◆ **PROBLEM**:
Show, from the entries below, every line in which "loop" appears.
-------- SOURCE DATA --------
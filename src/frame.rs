//! Signal framing and per-frame spectra.
//!
//! Every other analysis stage walks a [`Signal`] through a
//! [`FrameAnalyzer`]: fixed-size overlapping frames, windowed and transformed
//! into magnitude and phase.

use crate::fft::RealFftPlan;
use crate::window::WindowType;
use crate::Signal;

/// Framing parameters.
///
/// # Example
/// ```
/// use groovescribe::frame::FrameConfig;
///
/// let config = FrameConfig::new(1024, 512).with_fft_size(2048);
/// assert!(config.validate().is_ok());
/// ```
#[derive(Debug, Clone, PartialEq)]
pub struct FrameConfig {
    /// Samples per frame
    pub frame_size: usize,
    /// Samples between frame starts
    pub hop_size: usize,
    /// FFT length (>= frame_size; frames are zero-padded)
    pub fft_size: usize,
    /// If true the first frame starts at sample 0, otherwise it is
    /// centered on sample 0
    pub start_from_zero: bool,
    /// Analysis window
    pub window: WindowType,
}

impl FrameConfig {
    pub fn new(frame_size: usize, hop_size: usize) -> Self {
        Self {
            frame_size,
            hop_size,
            fft_size: frame_size,
            start_from_zero: true,
            window: WindowType::Hann,
        }
    }

    pub fn with_fft_size(mut self, fft_size: usize) -> Self {
        self.fft_size = fft_size;
        self
    }

    pub fn with_start_from_zero(mut self, start_from_zero: bool) -> Self {
        self.start_from_zero = start_from_zero;
        self
    }

    pub fn with_window(mut self, window: WindowType) -> Self {
        self.window = window;
        self
    }

    pub fn validate(&self) -> crate::Result<()> {
        if self.frame_size == 0 {
            return Err(crate::Error::InvalidSize {
                name: "frame_size",
                value: 0,
                reason: "must be > 0",
            });
        }
        if self.hop_size == 0 {
            return Err(crate::Error::InvalidSize {
                name: "hop_size",
                value: 0,
                reason: "must be > 0",
            });
        }
        if self.fft_size < self.frame_size {
            return Err(crate::Error::InvalidSize {
                name: "fft_size",
                value: self.fft_size,
                reason: "must be >= frame_size",
            });
        }
        Ok(())
    }
}

impl Default for FrameConfig {
    fn default() -> Self {
        Self::new(2048, 512)
    }
}

/// Number of frames produced for a signal of `len` samples.
///
/// With `start_from_zero` this is `floor((len - frame_size) / hop_size) + 1`
/// full frames; a signal shorter than one frame yields a single zero-padded
/// frame, and an empty signal yields none. Centered framing prepends
/// `frame_size / 2` zeros and produces `floor(len / hop_size) + 1` frames.
///
/// # Example
/// ```
/// use groovescribe::frame::frame_count;
///
/// assert_eq!(frame_count(4096, 1024, 512, true), 7);
/// assert_eq!(frame_count(100, 1024, 512, true), 1);
/// assert_eq!(frame_count(0, 1024, 512, true), 0);
/// ```
pub fn frame_count(len: usize, frame_size: usize, hop_size: usize, start_from_zero: bool) -> usize {
    if len == 0 || frame_size == 0 || hop_size == 0 {
        return 0;
    }
    if start_from_zero {
        if len < frame_size {
            1
        } else {
            (len - frame_size) / hop_size + 1
        }
    } else {
        len / hop_size + 1
    }
}

/// One analysis frame.
#[derive(Debug, Clone, PartialEq)]
pub struct Frame {
    /// Frame number
    pub index: usize,
    /// Samples (always `frame_size` long, zero-padded at the edges)
    pub samples: Vec<f32>,
}

/// Magnitude and phase of one windowed frame (`fft_size / 2 + 1` bins).
#[derive(Debug, Clone, PartialEq, Default)]
pub struct SpectralFrame {
    pub magnitude: Vec<f32>,
    pub phase: Vec<f32>,
}

/// Lazy iterator over the frames of a signal.
#[derive(Debug, Clone)]
pub struct Frames<'a> {
    samples: &'a [f32],
    frame_size: usize,
    hop_size: usize,
    offset: isize,
    next: usize,
    count: usize,
}

impl Iterator for Frames<'_> {
    type Item = Frame;

    fn next(&mut self) -> Option<Frame> {
        if self.next >= self.count {
            return None;
        }
        let index = self.next;
        self.next += 1;

        let start = (index * self.hop_size) as isize - self.offset;
        let samples = (0..self.frame_size as isize)
            .map(|i| {
                let pos = start + i;
                if pos < 0 {
                    0.0
                } else {
                    self.samples.get(pos as usize).copied().unwrap_or(0.0)
                }
            })
            .collect();
        Some(Frame { index, samples })
    }

    fn size_hint(&self) -> (usize, Option<usize>) {
        let remaining = self.count - self.next;
        (remaining, Some(remaining))
    }
}

impl ExactSizeIterator for Frames<'_> {}

/// Frames a signal and computes per-frame spectra.
///
/// The analyzer owns its window and FFT plan, so one instance can be reused
/// across signals.
///
/// # Example
/// ```
/// use groovescribe::frame::{FrameAnalyzer, FrameConfig};
/// use groovescribe::Signal;
///
/// let analyzer = FrameAnalyzer::new(FrameConfig::new(1024, 512)).unwrap();
/// let signal = Signal::tone(440.0, 44100, 0.5).unwrap();
/// let spectra: Vec<_> = analyzer.spectra(&signal).collect();
/// assert_eq!(spectra.len(), analyzer.frame_count(&signal));
/// assert_eq!(spectra[0].magnitude.len(), 513);
/// ```
#[derive(Debug)]
pub struct FrameAnalyzer {
    config: FrameConfig,
    window: Vec<f32>,
    plan: RealFftPlan,
}

impl FrameAnalyzer {
    pub fn new(config: FrameConfig) -> crate::Result<Self> {
        config.validate()?;
        let window = config.window.build(config.frame_size);
        let plan = RealFftPlan::new(config.fft_size);
        Ok(Self {
            config,
            window,
            plan,
        })
    }

    pub fn config(&self) -> &FrameConfig {
        &self.config
    }

    /// Number of spectrum bins per frame.
    pub fn n_bins(&self) -> usize {
        self.plan.n_bins()
    }

    pub fn frame_count(&self, signal: &Signal) -> usize {
        frame_count(
            signal.len(),
            self.config.frame_size,
            self.config.hop_size,
            self.config.start_from_zero,
        )
    }

    /// Lazy frame sequence; calling it again restarts from the beginning.
    pub fn frames<'a>(&self, signal: &'a Signal) -> Frames<'a> {
        let offset = if self.config.start_from_zero {
            0
        } else {
            (self.config.frame_size / 2) as isize
        };
        Frames {
            samples: signal.samples(),
            frame_size: self.config.frame_size,
            hop_size: self.config.hop_size,
            offset,
            next: 0,
            count: self.frame_count(signal),
        }
    }

    /// Window, zero-pad and transform one frame.
    pub fn spectrum(&self, frame: &Frame) -> SpectralFrame {
        let mut buffer = vec![0.0f32; self.config.fft_size];
        for (i, (&s, &w)) in frame.samples.iter().zip(self.window.iter()).enumerate() {
            buffer[i] = s * w;
        }
        let bins = self.plan.process(&mut buffer);
        let magnitude = bins.iter().map(|c| c.norm()).collect();
        let phase = bins.iter().map(|c| c.arg()).collect();
        SpectralFrame { magnitude, phase }
    }

    /// Lazy spectrum sequence over every frame of `signal`.
    pub fn spectra<'a>(&'a self, signal: &'a Signal) -> impl Iterator<Item = SpectralFrame> + 'a {
        self.frames(signal).map(move |frame| self.spectrum(&frame))
    }

    /// Time in seconds of frame `index` (`index * hop / sample_rate`).
    pub fn frame_time(&self, index: usize, sample_rate: u32) -> f32 {
        index as f32 * self.config.hop_size as f32 / sample_rate as f32
    }

    /// Times of the first `n_frames` frames.
    pub fn frame_times(&self, n_frames: usize, sample_rate: u32) -> Vec<f32> {
        crate::convert::frames_to_time(
            &(0..n_frames).collect::<Vec<_>>(),
            sample_rate,
            self.config.hop_size,
        )
    }
}
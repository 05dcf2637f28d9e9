//! Beat tracking, beat sequences and external segmentation metadata.

use serde::Deserialize;

use crate::frame::FrameConfig;
use crate::onset::{novelty_curve, OnsetMethod};
use crate::Signal;

/// Configuration for beat tracking.
///
/// This struct provides a builder pattern for configuring beat tracking parameters.
///
/// # Example
/// ```
/// use groovescribe::beat::BeatTrackConfig;
///
/// let config = BeatTrackConfig::new().with_tempo_range(90.0, 130.0);
/// assert!(config.validate().is_ok());
/// ```
#[derive(Debug, Clone, PartialEq)]
pub struct BeatTrackConfig {
    /// Frame size of the onset envelope analysis
    pub frame_size: usize,
    /// Hop between envelope frames
    pub hop_size: usize,
    /// Lowest tempo considered, in BPM
    pub min_tempo: f32,
    /// Highest tempo considered, in BPM
    pub max_tempo: f32,
    /// Centre of the tempo prior, in BPM
    pub start_bpm: f32,
}

impl BeatTrackConfig {
    /// Create a new beat tracking configuration with defaults.
    pub fn new() -> Self {
        Self {
            frame_size: 2048,
            hop_size: 512,
            min_tempo: 40.0,
            max_tempo: 208.0,
            start_bpm: 120.0,
        }
    }

    /// Tempo bounds used on the percussive path.
    pub fn drums() -> Self {
        Self::new().with_tempo_range(90.0, 130.0)
    }

    pub fn with_frame_size(mut self, frame_size: usize) -> Self {
        self.frame_size = frame_size;
        self
    }

    pub fn with_hop_size(mut self, hop_size: usize) -> Self {
        self.hop_size = hop_size;
        self
    }

    pub fn with_tempo_range(mut self, min_tempo: f32, max_tempo: f32) -> Self {
        self.min_tempo = min_tempo;
        self.max_tempo = max_tempo;
        self
    }

    pub fn with_start_bpm(mut self, start_bpm: f32) -> Self {
        self.start_bpm = start_bpm;
        self
    }

    pub fn validate(&self) -> crate::Result<()> {
        FrameConfig::new(self.frame_size, self.hop_size).validate()?;
        if !(self.min_tempo > 0.0) {
            return Err(crate::Error::invalid("min_tempo", self.min_tempo, "must be > 0"));
        }
        if !(self.max_tempo > self.min_tempo) {
            return Err(crate::Error::invalid(
                "max_tempo",
                self.max_tempo,
                format!("must be > min_tempo ({})", self.min_tempo),
            ));
        }
        if !(self.start_bpm > 0.0) {
            return Err(crate::Error::invalid("start_bpm", self.start_bpm, "must be > 0"));
        }
        Ok(())
    }

    /// Track beats with this configuration.
    pub fn track(&self, signal: &Signal) -> crate::Result<(f32, BeatSequence)> {
        track_beats(signal, self)
    }
}

impl Default for BeatTrackConfig {
    fn default() -> Self {
        Self::new()
    }
}

/// Sorted beat times in seconds.
#[derive(Debug, Clone, PartialEq, Default)]
pub struct BeatSequence {
    times: Vec<f32>,
}

impl BeatSequence {
    /// Build a sequence, sorting and removing duplicates.
    pub fn new(mut times: Vec<f32>) -> Self {
        crate::utils::sort_dedup(&mut times);
        Self { times }
    }

    pub fn as_slice(&self) -> &[f32] {
        &self.times
    }

    pub fn into_vec(self) -> Vec<f32> {
        self.times
    }

    pub fn len(&self) -> usize {
        self.times.len()
    }

    pub fn is_empty(&self) -> bool {
        self.times.is_empty()
    }

    /// Add one synthetic beat before the first and one after the last,
    /// using the adjacent inter-beat interval.
    ///
    /// The leading beat is kept when it lands at a positive time. One that
    /// falls below zero by less than a quarter interval is clamped to 0.
    /// Sequences with fewer than two beats are returned unchanged.
    ///
    /// # Example
    /// ```
    /// use groovescribe::beat::BeatSequence;
    ///
    /// let beats = BeatSequence::new(vec![0.6, 1.1, 1.6]).extend_boundaries();
    /// assert_eq!(beats.len(), 5);
    /// ```
    pub fn extend_boundaries(mut self) -> Self {
        let n = self.times.len();
        if n < 2 {
            return self;
        }
        let first_interval = self.times[1] - self.times[0];
        let last_interval = self.times[n - 1] - self.times[n - 2];

        let lead = self.times[0] - first_interval;
        if lead > 0.0 {
            self.times.insert(0, lead);
        } else if lead >= -0.25 * first_interval && self.times[0] > 0.0 {
            self.times.insert(0, 0.0);
        }
        let tail = self.times[self.times.len() - 1] + last_interval;
        self.times.push(tail);
        self
    }
}

impl From<Vec<f32>> for BeatSequence {
    fn from(times: Vec<f32>) -> Self {
        Self::new(times)
    }
}

/// Bar-level segmentation supplied by an external analysis.
///
/// The percussive loop of `length_bar` 4/4 bars spans `length_s` seconds.
#[derive(Debug, Clone, Copy, PartialEq, Deserialize)]
pub struct Segmentation {
    pub length_s: f32,
    pub length_bar: u32,
}

#[derive(Deserialize)]
struct SegmentationFile {
    percussive: Segmentation,
}

impl Segmentation {
    pub fn new(length_s: f32, length_bar: u32) -> crate::Result<Self> {
        let seg = Self {
            length_s,
            length_bar,
        };
        seg.validate()?;
        Ok(seg)
    }

    /// Parse the `percussive` entry of a segmentation JSON document.
    ///
    /// # Example
    /// ```
    /// use groovescribe::beat::Segmentation;
    ///
    /// let json = r#"{"percussive": {"length_s": 8.0, "length_bar": 4}}"#;
    /// let seg = Segmentation::from_json(json).unwrap();
    /// assert_eq!(seg.beats().len(), 17);
    /// ```
    pub fn from_json(json: &str) -> crate::Result<Self> {
        let file: SegmentationFile = serde_json::from_str(json)?;
        file.percussive.validate()?;
        Ok(file.percussive)
    }

    pub fn validate(&self) -> crate::Result<()> {
        if !(self.length_s > 0.0) || !self.length_s.is_finite() {
            return Err(crate::Error::invalid("length_s", self.length_s, "must be > 0"));
        }
        if self.length_bar == 0 {
            return Err(crate::Error::InvalidSize {
                name: "length_bar",
                value: 0,
                reason: "must be > 0",
            });
        }
        Ok(())
    }

    /// Number of quarter-note beats in the loop.
    pub fn beat_count(&self) -> u32 {
        4 * self.length_bar
    }

    /// Beat times `k * length_s / (4 * length_bar)` for
    /// `k = 0..=4 * length_bar`.
    pub fn beats(&self) -> BeatSequence {
        let n = self.beat_count();
        let step = self.length_s / n as f32;
        BeatSequence {
            times: (0..=n).map(|k| k as f32 * step).collect(),
        }
    }
}

/// Where a transcriber takes its beats from.
#[derive(Debug, Clone, PartialEq)]
pub enum BeatSource {
    /// Track beats in the signal itself
    Detected(BeatTrackConfig),
    /// Derive beats from external bar segmentation
    Segmentation(Segmentation),
    /// Caller-provided beat times in seconds
    Fixed(Vec<f32>),
}

impl Default for BeatSource {
    fn default() -> Self {
        BeatSource::Detected(BeatTrackConfig::new())
    }
}

impl BeatSource {
    pub fn validate(&self) -> crate::Result<()> {
        match self {
            BeatSource::Detected(config) => config.validate(),
            BeatSource::Segmentation(seg) => seg.validate(),
            BeatSource::Fixed(_) => Ok(()),
        }
    }

    /// Resolve the beat sequence for `signal`.
    pub fn beats(&self, signal: &Signal) -> crate::Result<BeatSequence> {
        match self {
            BeatSource::Detected(config) => Ok(track_beats(signal, config)?.1),
            BeatSource::Segmentation(seg) => Ok(seg.beats()),
            BeatSource::Fixed(times) => Ok(BeatSequence::new(times.clone())),
        }
    }
}

/// Simple beat tracking using an onset envelope and tempo.
///
/// The envelope is the positive spectral flux of the signal. Tempo comes
/// from its autocorrelation within `[min_tempo, max_tempo]`, weighted by a
/// log-normal prior around `start_bpm`. Beats are then picked at the
/// envelope maxima nearest each expected period.
///
/// # Arguments
/// * `signal` - Audio signal
/// * `config` - Frame and tempo parameters
///
/// # Returns
/// (tempo, beats) - Estimated tempo in BPM and beat times in seconds
///
/// # Example
/// ```
/// use groovescribe::beat::{track_beats, BeatTrackConfig};
/// use groovescribe::Signal;
///
/// let signal = Signal::empty(22050).unwrap();
/// let (tempo, beats) = track_beats(&signal, &BeatTrackConfig::new()).unwrap();
/// assert_eq!(tempo, 120.0);
/// assert!(beats.is_empty());
/// ```
pub fn track_beats(signal: &Signal, config: &BeatTrackConfig) -> crate::Result<(f32, BeatSequence)> {
    config.validate()?;
    let frame = FrameConfig::new(config.frame_size, config.hop_size).with_start_from_zero(false);
    let env = novelty_curve(signal, &frame, OnsetMethod::Flux)?;

    if env.len() < 2 {
        return Ok((config.start_bpm, BeatSequence::default()));
    }

    let sr = signal.sample_rate();
    let tempo = estimate_tempo(&env, sr, config);
    let frames = find_beats(&env, tempo, sr, config.hop_size);
    let times = crate::convert::frames_to_time(&frames, sr, config.hop_size);
    log::debug!("beats: tempo {:.1} BPM, {} beats", tempo, times.len());
    Ok((tempo, BeatSequence::new(times)))
}

/// Estimate tempo from an onset envelope using autocorrelation.
fn estimate_tempo(onset_env: &[f32], sr: u32, config: &BeatTrackConfig) -> f32 {
    let frames_per_minute = 60.0 * sr as f32 / config.hop_size as f32;
    let min_lag = (frames_per_minute / config.max_tempo).ceil().max(1.0) as usize;
    let max_lag = ((frames_per_minute / config.min_tempo).floor() as usize).min(onset_env.len() - 1);

    if min_lag > max_lag {
        return config.start_bpm.clamp(config.min_tempo, config.max_tempo);
    }

    let mut best_lag = 0;
    let mut best_score = 0.0f32;

    for lag in min_lag..=max_lag {
        let corr: f32 = onset_env
            .iter()
            .zip(onset_env[lag..].iter())
            .map(|(a, b)| a * b)
            .sum();
        let bpm = frames_per_minute / lag as f32;
        let prior = (-0.5 * (bpm / config.start_bpm).log2().powi(2)).exp();
        let score = corr * prior;

        if score > best_score {
            best_score = score;
            best_lag = lag;
        }
    }

    if best_lag == 0 {
        return config.start_bpm.clamp(config.min_tempo, config.max_tempo);
    }
    frames_per_minute / best_lag as f32
}

/// Find beat frames by peak picking around each expected period.
fn find_beats(onset_env: &[f32], tempo: f32, sr: u32, hop_size: usize) -> Vec<usize> {
    let period = 60.0 * sr as f32 / (tempo * hop_size as f32);
    if !(period >= 1.0) {
        return Vec::new();
    }

    let global_max = onset_env.iter().copied().fold(0.0f32, f32::max);
    if global_max <= 0.0 {
        return Vec::new();
    }
    let floor = 0.1 * global_max;
    let half = (period / 2.0).round() as usize;

    let argmax = |start: usize, end: usize| -> (usize, f32) {
        onset_env[start..end]
            .iter()
            .enumerate()
            .fold((start, 0.0f32), |acc, (i, &v)| if v > acc.1 { (start + i, v) } else { acc })
    };

    // First beat: strongest frame within half a period of the first
    // significant onset.
    let Some(first_active) = onset_env.iter().position(|&v| v > floor) else {
        return Vec::new();
    };
    let (first, _) = argmax(first_active, (first_active + half + 1).min(onset_env.len()));

    let mut beats = vec![first];
    let mut expected = first as f32 + period;
    while (expected.round() as usize) < onset_env.len() {
        let centre = expected.round() as usize;
        let start = centre.saturating_sub(half);
        let end = (centre + half + 1).min(onset_env.len());
        let (pos, val) = argmax(start, end);

        if val > floor && beats.last().map_or(true, |&last| pos > last) {
            beats.push(pos);
            // Re-anchor on the detected beat to follow small drifts.
            expected = pos as f32 + period;
        } else {
            expected += period;
        }
    }

    beats
}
--------
◆ **WRITTEN RESPONSE**:
/// The percussive loop of `length_bar` 4/4 bars spans `length_s` seconds.
    /// Number of quarter-note beats in the loop.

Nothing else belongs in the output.